El gobierno de Costa Rica exigió a Nicaragua asumir su responsabilidad ante el avance de la minería ilegal en la zona fronteriza de Crucitas, y demandó un refuerzo inmediato de los patrullajes en el río San Juan, señalado como una ruta activa para el trasiego de oro extraído por redes ilícitas que operan con permisividad del régimen de Daniel Ortega y Rosario Murillo.

El ministro de Seguridad Pública, Mario Zamora, envió una comunicación al canciller Arnoldo André para que, por vía diplomática, gestione ante el régimen de Rosario Murillo y Daniel Ortega un refuerzo urgente de la vigilancia en la ribera nicaragüense.

La solicitud responde al incremento de actividades vinculadas al crimen organizado transnacional que operan en esta zona limítrofe.

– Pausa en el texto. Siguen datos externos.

//! Log page: current configuration, render counters and the debug log.

use core::fmt::Write;

use compass_grid::GridConfig;
use compass_grid::colors::{BLACK, GRAY, GREEN, ORANGE, WHITE};
use compass_grid::profiling::{DebugLog, RenderStats};
use compass_grid::styles::STATUS_FONT;
use embedded_graphics::mono_font::MonoTextStyle;
use embedded_graphics::pixelcolor::Rgb565;
use embedded_graphics::prelude::*;
use embedded_graphics::primitives::{Line, PrimitiveStyle, Rectangle};
use embedded_graphics::text::Text;
use heapless::String;

use crate::layout::{SCREEN_HEIGHT, SCREEN_WIDTH};

const HEADER_Y: i32 = 12;
const HEADER_DIVIDER_Y: i32 = 18;
const SECTION_HEADER_Y: i32 = 28;
const STATS_Y: i32 = 40;
const LOG_DIVIDER_Y: i32 = 130;
const LOG_Y: i32 = 142;
const LOG_LINE_HEIGHT: i32 = 12;
const COL1_X: i32 = 4;
const COL2_X: i32 = 165;
const STAT_LINE_HEIGHT: i32 = 13;

const HEADER_COLOR: Rgb565 = GREEN;
const SECTION_COLOR: Rgb565 = GRAY;
const VALUE_COLOR: Rgb565 = WHITE;
const LOG_PROMPT_COLOR: Rgb565 = GREEN;
const LOG_TEXT_COLOR: Rgb565 = ORANGE;
const DIVIDER_COLOR: Rgb565 = GRAY;

pub fn draw_log_page<D>(
    display: &mut D,
    config: &GridConfig,
    extent: Size,
    stats: &RenderStats,
    log: &DebugLog,
) where
    D: DrawTarget<Color = Rgb565>,
{
    display.clear(BLACK).ok();

    let header_style = MonoTextStyle::new(STATUS_FONT, HEADER_COLOR);
    Text::new("COMPASS GRID", Point::new(COL1_X, HEADER_Y), header_style)
        .draw(display)
        .ok();
    draw_horizontal_line(display, HEADER_DIVIDER_Y);

    let section_style = MonoTextStyle::new(STATUS_FONT, SECTION_COLOR);
    Text::new("CONFIG", Point::new(COL1_X, SECTION_HEADER_Y), section_style)
        .draw(display)
        .ok();
    Text::new("RENDER", Point::new(COL2_X, SECTION_HEADER_Y), section_style)
        .draw(display)
        .ok();

    draw_config_column(display, config, extent);
    draw_render_column(display, stats);
    draw_horizontal_line(display, LOG_DIVIDER_Y);
    draw_log_terminal(display, log);
}

fn draw_config_column<D>(
    display: &mut D,
    config: &GridConfig,
    extent: Size,
) where
    D: DrawTarget<Color = Rgb565>,
{
    let value_style = MonoTextStyle::new(STATUS_FONT, VALUE_COLOR);
    let mut lines: [String<24>; 5] = Default::default();
    let _ = write!(lines[0], "Circles:  {}", config.circle_count());
    let _ = write!(lines[1], "Line w:   {:.1}", config.grid_line_width());
    let _ = write!(lines[2], "Label sz: {:.0}", config.label_text_size());
    let _ = write!(lines[3], "Stroke:   {:.1}", config.label_stroke_width());
    let _ = write!(lines[4], "Extent:   {}x{}", extent.width, extent.height);

    let mut y = STATS_Y;
    for line in &lines {
        Text::new(line, Point::new(COL1_X, y), value_style).draw(display).ok();
        y += STAT_LINE_HEIGHT;
    }
}

fn draw_render_column<D>(
    display: &mut D,
    stats: &RenderStats,
) where
    D: DrawTarget<Color = Rgb565>,
{
    let value_style = MonoTextStyle::new(STATUS_FONT, VALUE_COLOR);
    let mut lines: [String<24>; 5] = Default::default();
    let _ = write!(lines[0], "Frames:   {}", stats.frames);
    let _ = write!(lines[1], "Renders:  {}", stats.renders);
    let _ = write!(lines[2], "Skipped:  {}", stats.skipped());
    let _ = write!(lines[3], "Changes:  {}", stats.config_changes);
    let _ = write!(lines[4], "Rejected: {}", stats.rejected_changes);

    let mut y = STATS_Y;
    for line in &lines {
        Text::new(line, Point::new(COL2_X, y), value_style).draw(display).ok();
        y += STAT_LINE_HEIGHT;
    }
}

fn draw_log_terminal<D>(
    display: &mut D,
    log: &DebugLog,
) where
    D: DrawTarget<Color = Rgb565>,
{
    let prompt_style = MonoTextStyle::new(STATUS_FONT, LOG_PROMPT_COLOR);
    let text_style = MonoTextStyle::new(STATUS_FONT, LOG_TEXT_COLOR);

    Rectangle::new(
        Point::new(0, LOG_DIVIDER_Y + 2),
        Size::new(SCREEN_WIDTH, SCREEN_HEIGHT - LOG_DIVIDER_Y as u32 - 2),
    )
    .into_styled(PrimitiveStyle::with_fill(Rgb565::new(1, 2, 1)))
    .draw(display)
    .ok();

    let mut y = LOG_Y;
    for line in log.iter() {
        Text::new(">", Point::new(COL1_X, y), prompt_style).draw(display).ok();
        Text::new(line, Point::new(COL1_X + 10, y), text_style)
            .draw(display)
            .ok();
        y += LOG_LINE_HEIGHT;
    }

    Text::new("> _", Point::new(COL1_X, y), prompt_style).draw(display).ok();
}

fn draw_horizontal_line<D>(
    display: &mut D,
    y: i32,
) where
    D: DrawTarget<Color = Rgb565>,
{
    Line::new(Point::new(2, y), Point::new(SCREEN_WIDTH as i32 - 2, y))
        .into_styled(PrimitiveStyle::with_stroke(DIVIDER_COLOR, 1))
        .draw(display)
        .ok();
}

Según explicó Zamora, grupos ilegales extraen sedimentos con contenido de oro en territorio costarricense, específicamente en Crucitas, y posteriormente los trasladan en barcazas hacia puntos ubicados en la margen nicaragüense del río San Juan.

Esta dinámica ha convertido la frontera en un corredor estratégico para el saqueo de recursos minerales costarricense.

El ministro enfatizó que los operativos del lado costarricense resultan insuficientes si no existe una acción coordinada con Nicaragua. “Es fundamental que se incrementen el número y la frecuencia de patrullajes en el río San Juan”, indicó en la misiva, al advertir que la falta de control en la margen norte facilita la consolidación de estas estructuras criminales.

Pero la preocupación del gobierno costarricense va más allá del delito ambiental. Zamora alertó que decisiones recientes del régimen nicaragüense, como la concesión de amplias zonas cercanas a la frontera a empresas extranjeras —particularmente de origen chino—, podrían generar un efecto colateral de gran escala: una ola migratoria hacia Costa Rica.

De acuerdo con sus proyecciones, entre 10.000 y 15.000 personas podrían desplazarse hacia territorio costarricense en busca de oportunidades vinculadas a la extracción de oro, en un contexto donde la explotación minera en Nicaragua podría concentrarse de forma monopólica, dejando sin sustento a miles de ciudadanos en zonas fronterizas.

La situación en Crucitas y comunidades cercanas como Conchudita se ha deteriorado en las últimas semanas, lo que llevó al ministro a solicitar también a la Asamblea Legislativa de Costa Rica la aprobación del proyecto de ley 24.717, orientado a regular la exploración y explotación minera en Cutris de San Carlos.

Para las autoridades costarricenses, el problema ya no es únicamente ambiental, sino también de seguridad y gobernabilidad regional. La cooperación —o falta de ella— por parte del régimen de Ortega y Murillo podría marcar la diferencia en la contención de un fenómeno que combina minería ilegal, crimen organizado y presión migratoria en la frontera norte.